** What needs to be done **
From the first line of the data below, copy each line up to the one containing "reconnects with exponential", and include that line too.
Top of Input data
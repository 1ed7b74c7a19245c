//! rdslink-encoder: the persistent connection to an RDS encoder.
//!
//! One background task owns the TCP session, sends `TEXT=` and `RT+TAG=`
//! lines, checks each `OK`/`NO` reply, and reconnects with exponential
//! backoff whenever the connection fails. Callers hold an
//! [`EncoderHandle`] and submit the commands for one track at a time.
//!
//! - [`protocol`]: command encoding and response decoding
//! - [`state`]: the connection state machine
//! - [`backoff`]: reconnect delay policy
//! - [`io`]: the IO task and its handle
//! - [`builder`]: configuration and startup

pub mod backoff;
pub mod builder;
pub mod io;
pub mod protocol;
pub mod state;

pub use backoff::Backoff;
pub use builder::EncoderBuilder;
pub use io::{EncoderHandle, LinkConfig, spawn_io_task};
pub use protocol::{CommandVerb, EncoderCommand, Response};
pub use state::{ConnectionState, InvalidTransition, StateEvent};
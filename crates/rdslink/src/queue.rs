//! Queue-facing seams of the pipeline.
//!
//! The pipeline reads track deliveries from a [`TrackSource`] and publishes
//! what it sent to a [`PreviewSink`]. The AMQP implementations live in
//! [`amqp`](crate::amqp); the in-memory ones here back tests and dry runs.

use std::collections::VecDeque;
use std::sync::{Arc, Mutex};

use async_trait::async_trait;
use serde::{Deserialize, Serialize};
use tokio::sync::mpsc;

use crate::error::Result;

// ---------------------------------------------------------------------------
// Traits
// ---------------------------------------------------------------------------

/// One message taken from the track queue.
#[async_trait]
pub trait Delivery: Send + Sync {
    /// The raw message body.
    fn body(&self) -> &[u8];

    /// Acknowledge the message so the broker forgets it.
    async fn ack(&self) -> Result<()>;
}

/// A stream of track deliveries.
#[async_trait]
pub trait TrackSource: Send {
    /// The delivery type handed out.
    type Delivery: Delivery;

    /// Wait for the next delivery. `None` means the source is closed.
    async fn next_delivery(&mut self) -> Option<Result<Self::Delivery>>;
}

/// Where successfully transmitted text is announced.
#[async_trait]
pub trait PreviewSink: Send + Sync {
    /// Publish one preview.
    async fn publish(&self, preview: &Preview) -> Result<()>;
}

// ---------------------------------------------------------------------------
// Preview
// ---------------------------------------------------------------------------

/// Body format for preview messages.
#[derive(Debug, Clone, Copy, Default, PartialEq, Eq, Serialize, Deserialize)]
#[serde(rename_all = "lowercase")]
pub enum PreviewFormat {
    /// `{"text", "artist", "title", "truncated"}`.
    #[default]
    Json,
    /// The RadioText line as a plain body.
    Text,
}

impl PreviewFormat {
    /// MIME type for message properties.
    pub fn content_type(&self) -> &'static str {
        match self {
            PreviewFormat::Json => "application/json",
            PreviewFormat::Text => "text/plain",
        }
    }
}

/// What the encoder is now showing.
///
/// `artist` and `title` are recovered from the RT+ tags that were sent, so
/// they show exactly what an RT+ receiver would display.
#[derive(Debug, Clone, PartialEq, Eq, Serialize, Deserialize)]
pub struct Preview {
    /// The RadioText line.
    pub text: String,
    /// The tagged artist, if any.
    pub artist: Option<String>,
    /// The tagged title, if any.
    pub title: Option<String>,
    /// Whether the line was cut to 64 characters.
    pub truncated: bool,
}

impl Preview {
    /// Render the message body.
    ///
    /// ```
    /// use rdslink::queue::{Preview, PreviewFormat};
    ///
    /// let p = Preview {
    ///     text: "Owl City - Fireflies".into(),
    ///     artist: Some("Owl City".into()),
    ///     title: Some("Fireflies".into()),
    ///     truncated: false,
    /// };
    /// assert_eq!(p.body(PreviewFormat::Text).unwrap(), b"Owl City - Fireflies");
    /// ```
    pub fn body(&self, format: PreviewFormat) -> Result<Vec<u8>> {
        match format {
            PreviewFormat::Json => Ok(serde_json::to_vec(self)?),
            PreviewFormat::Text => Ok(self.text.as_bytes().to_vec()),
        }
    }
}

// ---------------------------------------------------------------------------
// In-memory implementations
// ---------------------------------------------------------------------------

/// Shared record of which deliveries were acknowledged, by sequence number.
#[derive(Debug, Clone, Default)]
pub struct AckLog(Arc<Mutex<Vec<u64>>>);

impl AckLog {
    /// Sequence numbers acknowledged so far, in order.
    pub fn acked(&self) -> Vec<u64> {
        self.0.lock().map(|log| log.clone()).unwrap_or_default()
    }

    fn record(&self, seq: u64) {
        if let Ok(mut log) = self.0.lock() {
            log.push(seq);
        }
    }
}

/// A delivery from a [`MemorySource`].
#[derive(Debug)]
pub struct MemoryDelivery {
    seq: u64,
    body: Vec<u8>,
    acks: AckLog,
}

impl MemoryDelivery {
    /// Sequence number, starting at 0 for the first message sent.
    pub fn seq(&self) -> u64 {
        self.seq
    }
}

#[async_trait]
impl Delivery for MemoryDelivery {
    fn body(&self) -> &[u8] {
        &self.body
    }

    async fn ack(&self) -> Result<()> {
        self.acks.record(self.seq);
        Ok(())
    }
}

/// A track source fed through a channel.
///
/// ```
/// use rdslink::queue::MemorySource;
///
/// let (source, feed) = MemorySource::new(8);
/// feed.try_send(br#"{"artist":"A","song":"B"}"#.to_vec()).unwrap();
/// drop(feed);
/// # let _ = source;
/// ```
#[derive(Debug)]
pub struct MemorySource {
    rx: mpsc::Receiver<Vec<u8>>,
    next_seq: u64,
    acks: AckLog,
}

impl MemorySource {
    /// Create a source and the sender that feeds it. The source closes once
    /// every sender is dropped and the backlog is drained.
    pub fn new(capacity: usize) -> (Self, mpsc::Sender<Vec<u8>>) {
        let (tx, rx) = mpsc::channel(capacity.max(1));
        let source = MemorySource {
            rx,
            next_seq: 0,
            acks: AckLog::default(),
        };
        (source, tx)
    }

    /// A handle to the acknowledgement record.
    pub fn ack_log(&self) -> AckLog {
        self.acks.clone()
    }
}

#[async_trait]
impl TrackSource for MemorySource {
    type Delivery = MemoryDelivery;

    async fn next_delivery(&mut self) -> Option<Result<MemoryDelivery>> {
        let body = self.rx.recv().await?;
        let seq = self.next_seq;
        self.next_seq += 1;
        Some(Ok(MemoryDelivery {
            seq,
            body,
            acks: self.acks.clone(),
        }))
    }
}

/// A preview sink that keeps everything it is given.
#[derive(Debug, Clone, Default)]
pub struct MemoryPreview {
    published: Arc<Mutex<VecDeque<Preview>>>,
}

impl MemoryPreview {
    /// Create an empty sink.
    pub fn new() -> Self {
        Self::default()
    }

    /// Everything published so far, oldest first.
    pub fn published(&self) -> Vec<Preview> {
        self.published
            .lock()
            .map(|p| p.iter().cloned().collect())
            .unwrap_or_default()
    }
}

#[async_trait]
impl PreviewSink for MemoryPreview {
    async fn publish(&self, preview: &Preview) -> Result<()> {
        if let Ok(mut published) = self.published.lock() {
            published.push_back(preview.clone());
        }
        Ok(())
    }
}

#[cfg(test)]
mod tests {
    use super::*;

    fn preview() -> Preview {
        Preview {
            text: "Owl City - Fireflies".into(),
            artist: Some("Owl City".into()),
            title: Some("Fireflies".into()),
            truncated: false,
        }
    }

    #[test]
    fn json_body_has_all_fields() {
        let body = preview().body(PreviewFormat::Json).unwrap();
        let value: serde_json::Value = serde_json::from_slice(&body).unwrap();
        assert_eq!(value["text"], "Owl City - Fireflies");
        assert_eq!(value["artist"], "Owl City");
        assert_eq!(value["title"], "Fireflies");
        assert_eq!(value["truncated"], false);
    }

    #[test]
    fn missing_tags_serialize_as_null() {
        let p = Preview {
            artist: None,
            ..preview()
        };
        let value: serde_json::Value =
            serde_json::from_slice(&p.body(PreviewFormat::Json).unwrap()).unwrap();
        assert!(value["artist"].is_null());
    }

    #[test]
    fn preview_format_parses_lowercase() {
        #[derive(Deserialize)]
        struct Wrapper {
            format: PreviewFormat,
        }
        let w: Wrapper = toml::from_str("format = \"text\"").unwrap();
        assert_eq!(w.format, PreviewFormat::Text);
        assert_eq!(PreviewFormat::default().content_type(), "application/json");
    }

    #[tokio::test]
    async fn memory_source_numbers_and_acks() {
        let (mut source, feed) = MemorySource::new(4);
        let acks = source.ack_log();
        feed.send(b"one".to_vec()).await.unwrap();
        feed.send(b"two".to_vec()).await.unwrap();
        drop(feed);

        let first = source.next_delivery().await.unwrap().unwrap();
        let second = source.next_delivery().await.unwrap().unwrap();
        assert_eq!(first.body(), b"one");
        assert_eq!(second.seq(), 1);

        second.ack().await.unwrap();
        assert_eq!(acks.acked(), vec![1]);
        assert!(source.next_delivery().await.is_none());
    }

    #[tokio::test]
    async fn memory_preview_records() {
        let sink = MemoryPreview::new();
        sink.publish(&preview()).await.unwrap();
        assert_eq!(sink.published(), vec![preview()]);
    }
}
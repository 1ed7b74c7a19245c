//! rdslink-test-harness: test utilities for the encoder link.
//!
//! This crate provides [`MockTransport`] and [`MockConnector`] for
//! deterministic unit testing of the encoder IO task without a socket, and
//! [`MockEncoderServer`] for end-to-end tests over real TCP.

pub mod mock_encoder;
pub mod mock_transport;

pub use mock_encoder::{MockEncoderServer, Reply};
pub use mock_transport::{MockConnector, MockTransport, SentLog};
Bottom of Input data
** Expected output **
repository 1ed7b74c7a19245c
//! rdslink-encoder: the persistent connection to an RDS encoder.
//!
//! One background task owns the TCP session, sends `TEXT=` and `RT+TAG=`
//! lines, checks each `OK`/`NO` reply, and reconnects with exponential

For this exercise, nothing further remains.